Transcribe the stretch of entries below from the line with "filename certbind-core/src/differ.rs" through the line with "use crate::schema::ResourceSchema;", exactly and with both ends included; leave out all other lines.

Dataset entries
****************

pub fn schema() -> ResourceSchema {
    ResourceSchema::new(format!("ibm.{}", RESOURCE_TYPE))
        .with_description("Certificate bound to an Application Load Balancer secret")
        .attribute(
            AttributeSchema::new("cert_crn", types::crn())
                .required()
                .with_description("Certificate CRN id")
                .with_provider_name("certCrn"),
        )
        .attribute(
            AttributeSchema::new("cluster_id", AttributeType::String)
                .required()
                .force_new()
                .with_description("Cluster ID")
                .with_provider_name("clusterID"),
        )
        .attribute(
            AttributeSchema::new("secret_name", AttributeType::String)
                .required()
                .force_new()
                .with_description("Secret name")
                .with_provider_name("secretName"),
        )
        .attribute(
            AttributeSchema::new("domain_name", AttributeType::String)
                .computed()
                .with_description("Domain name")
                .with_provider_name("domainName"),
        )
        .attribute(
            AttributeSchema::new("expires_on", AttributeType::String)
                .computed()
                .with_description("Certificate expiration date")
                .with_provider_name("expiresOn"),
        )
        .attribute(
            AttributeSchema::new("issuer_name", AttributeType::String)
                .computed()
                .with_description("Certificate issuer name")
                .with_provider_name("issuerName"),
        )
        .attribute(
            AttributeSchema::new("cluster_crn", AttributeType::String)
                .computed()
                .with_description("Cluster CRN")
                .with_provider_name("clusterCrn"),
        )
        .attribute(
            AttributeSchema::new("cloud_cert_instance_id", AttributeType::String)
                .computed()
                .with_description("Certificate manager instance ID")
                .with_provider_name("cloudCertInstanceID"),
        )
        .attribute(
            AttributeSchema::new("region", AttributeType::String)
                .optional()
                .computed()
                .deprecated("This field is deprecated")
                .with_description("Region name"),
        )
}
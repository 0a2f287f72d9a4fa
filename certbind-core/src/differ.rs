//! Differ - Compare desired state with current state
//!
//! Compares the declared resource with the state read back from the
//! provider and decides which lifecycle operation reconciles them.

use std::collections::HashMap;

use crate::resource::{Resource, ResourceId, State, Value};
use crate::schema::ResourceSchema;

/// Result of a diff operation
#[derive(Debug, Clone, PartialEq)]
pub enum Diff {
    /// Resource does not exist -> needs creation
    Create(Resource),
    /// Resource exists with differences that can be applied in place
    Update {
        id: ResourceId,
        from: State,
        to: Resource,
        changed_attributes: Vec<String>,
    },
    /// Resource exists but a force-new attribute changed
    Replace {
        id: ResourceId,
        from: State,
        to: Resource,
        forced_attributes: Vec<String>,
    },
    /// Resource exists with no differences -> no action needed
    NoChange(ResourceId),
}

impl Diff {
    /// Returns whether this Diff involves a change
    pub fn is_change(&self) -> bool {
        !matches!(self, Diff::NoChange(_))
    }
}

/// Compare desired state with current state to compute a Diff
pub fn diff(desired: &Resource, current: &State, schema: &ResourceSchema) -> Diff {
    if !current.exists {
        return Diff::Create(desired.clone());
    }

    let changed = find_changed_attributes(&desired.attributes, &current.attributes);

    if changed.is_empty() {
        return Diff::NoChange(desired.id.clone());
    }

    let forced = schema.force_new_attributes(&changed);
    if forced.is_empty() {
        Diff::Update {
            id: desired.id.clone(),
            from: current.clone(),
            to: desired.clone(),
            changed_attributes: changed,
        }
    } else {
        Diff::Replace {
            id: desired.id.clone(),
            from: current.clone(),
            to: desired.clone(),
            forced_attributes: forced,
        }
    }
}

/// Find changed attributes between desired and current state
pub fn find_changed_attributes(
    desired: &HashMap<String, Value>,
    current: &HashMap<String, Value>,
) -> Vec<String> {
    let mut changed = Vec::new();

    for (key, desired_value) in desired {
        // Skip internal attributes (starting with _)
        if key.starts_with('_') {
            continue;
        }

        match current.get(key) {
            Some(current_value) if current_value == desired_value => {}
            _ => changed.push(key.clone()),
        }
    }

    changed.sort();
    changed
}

****************

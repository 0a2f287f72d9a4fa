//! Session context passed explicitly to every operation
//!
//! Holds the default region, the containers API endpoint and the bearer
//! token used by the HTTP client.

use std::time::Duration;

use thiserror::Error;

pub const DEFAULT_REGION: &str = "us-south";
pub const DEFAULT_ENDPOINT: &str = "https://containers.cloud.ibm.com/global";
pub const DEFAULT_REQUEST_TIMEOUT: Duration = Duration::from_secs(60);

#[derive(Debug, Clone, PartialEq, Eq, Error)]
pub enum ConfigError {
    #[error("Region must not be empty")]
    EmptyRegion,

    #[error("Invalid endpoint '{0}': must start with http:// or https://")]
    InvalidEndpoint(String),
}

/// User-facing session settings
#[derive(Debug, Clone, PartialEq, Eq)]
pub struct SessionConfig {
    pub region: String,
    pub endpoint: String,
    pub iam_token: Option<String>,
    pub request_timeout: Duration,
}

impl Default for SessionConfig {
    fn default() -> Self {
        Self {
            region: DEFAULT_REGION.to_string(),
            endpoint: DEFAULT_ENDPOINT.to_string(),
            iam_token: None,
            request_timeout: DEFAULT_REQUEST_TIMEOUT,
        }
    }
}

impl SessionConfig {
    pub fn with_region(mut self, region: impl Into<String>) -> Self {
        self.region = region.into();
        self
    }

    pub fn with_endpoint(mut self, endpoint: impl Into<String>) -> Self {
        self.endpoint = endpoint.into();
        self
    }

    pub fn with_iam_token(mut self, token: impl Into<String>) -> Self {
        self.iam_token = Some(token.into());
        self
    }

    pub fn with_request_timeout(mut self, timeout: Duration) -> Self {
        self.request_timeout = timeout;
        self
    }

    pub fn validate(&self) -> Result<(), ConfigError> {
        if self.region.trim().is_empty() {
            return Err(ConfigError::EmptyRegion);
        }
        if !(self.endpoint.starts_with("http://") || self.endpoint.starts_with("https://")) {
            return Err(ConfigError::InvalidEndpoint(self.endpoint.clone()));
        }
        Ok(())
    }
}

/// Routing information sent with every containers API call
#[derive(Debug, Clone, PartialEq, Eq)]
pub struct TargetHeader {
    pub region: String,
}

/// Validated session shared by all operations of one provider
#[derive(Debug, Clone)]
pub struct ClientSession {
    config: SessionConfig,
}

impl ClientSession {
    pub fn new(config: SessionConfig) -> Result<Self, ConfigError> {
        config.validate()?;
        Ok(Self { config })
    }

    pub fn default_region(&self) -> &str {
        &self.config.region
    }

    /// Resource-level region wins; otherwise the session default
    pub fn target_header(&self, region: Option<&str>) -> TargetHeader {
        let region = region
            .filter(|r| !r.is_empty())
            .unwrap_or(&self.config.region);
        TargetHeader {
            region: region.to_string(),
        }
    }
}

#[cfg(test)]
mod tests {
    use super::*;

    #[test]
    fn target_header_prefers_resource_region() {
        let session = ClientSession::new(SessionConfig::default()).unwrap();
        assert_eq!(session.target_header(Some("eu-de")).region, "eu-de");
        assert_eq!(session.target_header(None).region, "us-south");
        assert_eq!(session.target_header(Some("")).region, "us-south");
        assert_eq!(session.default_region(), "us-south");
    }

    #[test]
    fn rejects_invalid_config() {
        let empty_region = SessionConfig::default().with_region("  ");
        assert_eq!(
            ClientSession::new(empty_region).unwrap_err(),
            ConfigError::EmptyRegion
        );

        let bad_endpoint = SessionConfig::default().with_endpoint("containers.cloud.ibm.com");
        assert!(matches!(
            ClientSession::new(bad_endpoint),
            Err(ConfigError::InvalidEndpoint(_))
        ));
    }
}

****************

Final answer>
filename certbind-core/src/differ.rs
//! Differ - Compare desired state with current state
//!
//! Compares the declared resource with the state read back from the
//! provider and decides which lifecycle operation reconciles them.

use std::collections::HashMap;

use crate::resource::{Resource, ResourceId, State, Value};
use crate::schema::ResourceSchema;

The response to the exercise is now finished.